## TASK DIRECTIONS
The answer must consist of every line from the entries below that contains the word "only".

Items listed in a dataset:

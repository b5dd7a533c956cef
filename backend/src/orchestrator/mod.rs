//! Orchestrator - configuration, event loop and results
//!
//! See `engine.rs` for the main loop and `itinerary.rs` for the passenger
//! process it resumes.

pub mod config;
pub mod context;
pub mod engine;
pub mod fingerprint;
pub mod itinerary;
pub mod result;

// Re-export main types for convenience
pub use config::{default_zones, ConfigError, SimulationConfig, DEFAULT_SEED};
pub use context::{SimContext, SimEvent};
pub use engine::{RunFailure, SimulationEngine, SimulationError, StopHandle};
pub use fingerprint::compute_config_hash;
pub use result::{PassengerStatistics, SimulationResult};
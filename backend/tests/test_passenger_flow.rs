//! Tests for passenger generation, class sampling and routing

use airport_simulator_core_rs::models::{PassengerClass, PassengerId};
use airport_simulator_core_rs::orchestrator::{SimContext, SimEvent};
use airport_simulator_core_rs::{
    ClassDistribution, DeadlineWindow, EventLog, PassengerFlow, RngManager, RoutingTable,
    Scheduler, SimulationConfig, SimulationEngine, ZoneConfig,
};

struct Rig {
    scheduler: Scheduler<SimEvent>,
    rng: RngManager,
    log: EventLog,
}

impl Rig {
    fn new(seed: u64) -> Self {
        Self {
            scheduler: Scheduler::new(),
            rng: RngManager::new(seed),
            log: EventLog::new(),
        }
    }

    fn ctx(&mut self) -> SimContext<'_> {
        SimContext::new(&mut self.scheduler, &mut self.rng, &mut self.log)
    }
}

fn flow(rate: f64, duration: f64) -> PassengerFlow {
    PassengerFlow::new(
        rate,
        duration,
        ClassDistribution::default(),
        DeadlineWindow::default(),
        RoutingTable::default(),
    )
}

#[test]
fn test_zero_rate_schedules_nothing() {
    let mut rig = Rig::new(1);
    let generator = flow(0.0, 60.0);
    assert!(!generator.schedule_next(&mut rig.ctx()).unwrap());
    assert!(rig.scheduler.is_empty());
}

#[test]
fn test_closed_window_schedules_nothing() {
    let mut rig = Rig::new(1);
    rig.scheduler.advance_to(60.0);
    let generator = flow(5.0, 60.0);
    assert!(!generator.schedule_next(&mut rig.ctx()).unwrap());
}

#[test]
fn test_open_window_schedules_next_arrival() {
    let mut rig = Rig::new(1);
    let generator = flow(5.0, 60.0);
    assert!(generator.schedule_next(&mut rig.ctx()).unwrap());
    let next = rig.scheduler.pop_due(f64::INFINITY).unwrap();
    assert_eq!(next.event, SimEvent::NextArrival);
    assert!(next.at > 0.0);
}

#[test]
fn test_arrivals_get_sequential_ids_and_routes() {
    let mut rig = Rig::new(9);
    let mut generator = flow(1.0, 60.0);
    let ids: Vec<PassengerId> = (0..5).map(|_| generator.on_arrival(&mut rig.ctx())).collect();
    assert_eq!(ids, (1..=5).map(PassengerId).collect::<Vec<_>>());

    let routes = RoutingTable::default();
    for pax in generator.passengers() {
        assert_eq!(pax.route(), routes.route_for(pax.class()));
        let offset = pax.flight_deadline() - pax.arrival_time();
        assert!((60.0..180.0).contains(&offset));
    }
    assert_eq!(rig.log.events_of_type("PassengerArrived").len(), 5);
}

#[test]
fn test_passenger_lookup() {
    let mut rig = Rig::new(9);
    let mut generator = flow(1.0, 60.0);
    let id = generator.on_arrival(&mut rig.ctx());
    assert_eq!(generator.passenger(id).map(|p| p.id()), Some(id));
    assert!(generator.passenger(PassengerId(0)).is_none());
    assert!(generator.passenger(PassengerId(2)).is_none());
}

#[test]
fn test_class_frequencies_follow_distribution() {
    let classes = ClassDistribution::default();
    let mut rng = RngManager::new(31337);
    let n = 20_000;
    let mut counts = [0usize; 3];
    for _ in 0..n {
        let idx = match classes.sample(&mut rng) {
            PassengerClass::Economy => 0,
            PassengerClass::Business => 1,
            PassengerClass::First => 2,
        };
        counts[idx] += 1;
    }
    let freq = |i: usize| counts[i] as f64 / n as f64;
    assert!((freq(0) - 0.70).abs() < 0.02);
    assert!((freq(1) - 0.25).abs() < 0.02);
    assert!((freq(2) - 0.05).abs() < 0.01);
}

#[test]
fn test_arrival_count_matches_rate() {
    // Nobody served: a zone-less airport with empty routes
    let config = SimulationConfig::new(2.0, 500.0, Vec::<ZoneConfig>::new())
        .with_routes(RoutingTable::uniform(&[]))
        .with_seed(4);
    let mut engine = SimulationEngine::new(config).unwrap();
    let result = engine.run().unwrap();

    // Expected 1000, Poisson std ~32
    let total = result.passengers.total_passengers as f64;
    assert!((total - 1000.0).abs() < 150.0, "got {total} arrivals");
    assert_eq!(result.passengers.completed_passengers, result.passengers.total_passengers);
}

#[test]
fn test_no_arrivals_after_duration() {
    let config = SimulationConfig::new(3.0, 40.0, vec![ZoneConfig::new("Desk", 50, 30.0, 0.0)])
        .with_routes(RoutingTable::uniform(&["Desk"]))
        .with_seed(8);
    let mut engine = SimulationEngine::new(config).unwrap();
    engine.run().unwrap();
    assert!(engine.passengers().iter().all(|p| p.arrival_time() <= 40.0));
}

#[test]
fn test_single_class_distribution() {
    let config = SimulationConfig::new(1.0, 60.0, Vec::new())
        .with_class_distribution(ClassDistribution::only(PassengerClass::First))
        .with_seed(2);
    let mut engine = SimulationEngine::new(config).unwrap();
    engine.run().unwrap();
    assert!(!engine.passengers().is_empty());
    assert!(engine
        .passengers()
        .iter()
        .all(|p| p.class() == PassengerClass::First));
}
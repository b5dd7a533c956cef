//! Time management: virtual clock and continuation scheduling

pub mod time;
//! Class-based routing table
//!
//! Every passenger class walks a fixed, ordered list of zone names. Classes
//! differ only at the start of the route (dedicated check-in and security
//! for premium passengers) and converge on passport control, gate and
//! boarding.

use crate::models::passenger::PassengerClass;
use serde::{Deserialize, Serialize};

/// Ordered zone sequence per passenger class
///
/// # Example
/// ```
/// use airport_simulator_core_rs::arrivals::RoutingTable;
/// use airport_simulator_core_rs::models::PassengerClass;
///
/// let routes = RoutingTable::default();
/// assert_eq!(routes.route_for(PassengerClass::First)[0], "Check-In VIP");
/// assert_eq!(routes.route_for(PassengerClass::Economy).last().unwrap(), "Boarding");
/// ```
#[derive(Debug, Clone, PartialEq, Serialize, Deserialize)]
pub struct RoutingTable {
    pub economy: Vec<String>,
    pub business: Vec<String>,
    pub first: Vec<String>,
}

fn names(list: &[&str]) -> Vec<String> {
    list.iter().map(|s| s.to_string()).collect()
}

impl Default for RoutingTable {
    fn default() -> Self {
        Self {
            economy: names(&["Check-In", "Security", "Passport Control", "Gate", "Boarding"]),
            business: names(&[
                "Check-In Business",
                "Security",
                "Passport Control",
                "Gate",
                "Boarding",
            ]),
            first: names(&[
                "Check-In VIP",
                "Security VIP",
                "Passport Control",
                "Gate",
                "Boarding",
            ]),
        }
    }
}

impl RoutingTable {
    /// Same route for every class
    pub fn uniform(route: &[&str]) -> Self {
        Self {
            economy: names(route),
            business: names(route),
            first: names(route),
        }
    }

    pub fn route_for(&self, class: PassengerClass) -> &[String] {
        match class {
            PassengerClass::Economy => &self.economy,
            PassengerClass::Business => &self.business,
            PassengerClass::First => &self.first,
        }
    }

    /// Every zone name referenced by any route, first occurrence order
    pub fn referenced_zones(&self) -> Vec<&str> {
        let mut seen: Vec<&str> = Vec::new();
        for class in PassengerClass::ALL {
            for name in self.route_for(class) {
                if !seen.contains(&name.as_str()) {
                    seen.push(name.as_str());
                }
            }
        }
        seen
    }
}
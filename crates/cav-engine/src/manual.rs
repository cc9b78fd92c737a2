//! Virtual-time ticker
//!
//! Nothing fires until the owner moves the clock with [`ManualTicker::advance`]
//! or [`ManualTicker::tick`]. Due callbacks run in time order, ties broken by
//! schedule order, with the internal lock released so callbacks may schedule
//! or cancel freely.

use std::sync::{Arc, Mutex, PoisonError};
use std::time::Duration;

use cav_core::CavError;
use tokio_util::sync::CancellationToken;

use crate::ticker::{TickCallback, TickControl, Ticker};

#[derive(Clone, Default)]
pub struct ManualTicker {
    inner: Arc<Mutex<Clock>>,
}

#[derive(Default)]
struct Clock {
    now: Duration,
    next_id: u64,
    tasks: Vec<Scheduled>,
}

struct Scheduled {
    id: u64,
    period: Duration,
    due: Duration,
    cancel: CancellationToken,
    on_tick: TickCallback,
}

impl ManualTicker {
    pub fn new() -> Self {
        Self::default()
    }

    /// Virtual time elapsed since creation.
    pub fn now(&self) -> Duration {
        self.lock().now
    }

    /// Live (not cancelled, not stopped) schedules. Cancelled ones are
    /// dropped here, releasing whatever their callbacks captured.
    pub fn pending(&self) -> usize {
        let mut clock = self.lock();
        clock.prune();
        clock.tasks.len()
    }

    /// Move the clock forward by `by`, firing every callback that falls due.
    /// Returns the number of callbacks invoked.
    pub fn advance(&self, by: Duration) -> usize {
        let target = self.lock().now + by;
        let mut fired = 0;

        while let Some(mut task) = self.take_next_due(target) {
            if task.cancel.is_cancelled() {
                continue;
            }
            fired += 1;
            if (task.on_tick)() == TickControl::Continue && !task.cancel.is_cancelled() {
                task.due += task.period;
                self.lock().tasks.push(task);
            }
        }

        let mut clock = self.lock();
        if clock.now < target {
            clock.now = target;
        }
        fired
    }

    /// Jump to the earliest due time and fire what is due there.
    /// Returns 0 when nothing is pending.
    pub fn tick(&self) -> usize {
        let next = {
            let mut clock = self.lock();
            clock.prune();
            let now = clock.now;
            clock.tasks.iter().map(|t| t.due).min().map(|due| due - now)
        };
        match next {
            Some(by) => self.advance(by),
            None => 0,
        }
    }

    /// Tick until no schedule is left or `max_ticks` callbacks have run.
    pub fn run_until_idle(&self, max_ticks: usize) -> usize {
        let mut fired = 0;
        while fired < max_ticks {
            let n = self.tick();
            if n == 0 {
                break;
            }
            fired += n;
        }
        fired
    }

    fn take_next_due(&self, target: Duration) -> Option<Scheduled> {
        let mut clock = self.lock();
        let index = clock
            .tasks
            .iter()
            .enumerate()
            .filter(|(_, t)| t.due <= target)
            .min_by_key(|(_, t)| (t.due, t.id))
            .map(|(i, _)| i)?;
        let task = clock.tasks.swap_remove(index);
        if clock.now < task.due {
            clock.now = task.due;
        }
        Some(task)
    }

    fn lock(&self) -> std::sync::MutexGuard<'_, Clock> {
        self.inner.lock().unwrap_or_else(PoisonError::into_inner)
    }
}

impl Clock {
    fn prune(&mut self) {
        self.tasks.retain(|t| !t.cancel.is_cancelled());
    }
}

impl Ticker for ManualTicker {
    fn schedule(
        &self,
        period: Duration,
        cancel: CancellationToken,
        on_tick: TickCallback,
    ) -> Result<(), CavError> {
        if period.is_zero() {
            return Err(CavError::SchedulerError("period must be non-zero".to_string()));
        }

        let mut clock = self.lock();
        clock.prune();
        let id = clock.next_id;
        clock.next_id += 1;
        let due = clock.now + period;
        clock.tasks.push(Scheduled {
            id,
            period,
            due,
            cancel,
            on_tick,
        });
        Ok(())
    }
}

impl std::fmt::Debug for ManualTicker {
    fn fmt(&self, f: &mut std::fmt::Formatter) -> std::fmt::Result {
        let clock = self.lock();
        f.debug_struct("ManualTicker")
            .field("now", &clock.now)
            .field("tasks", &clock.tasks.len())
            .finish()
    }
}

## ANSWER SPACE
        .with_class_distribution(ClassDistribution::only(PassengerClass::First))
//! differ only at the start of the route (dedicated check-in and security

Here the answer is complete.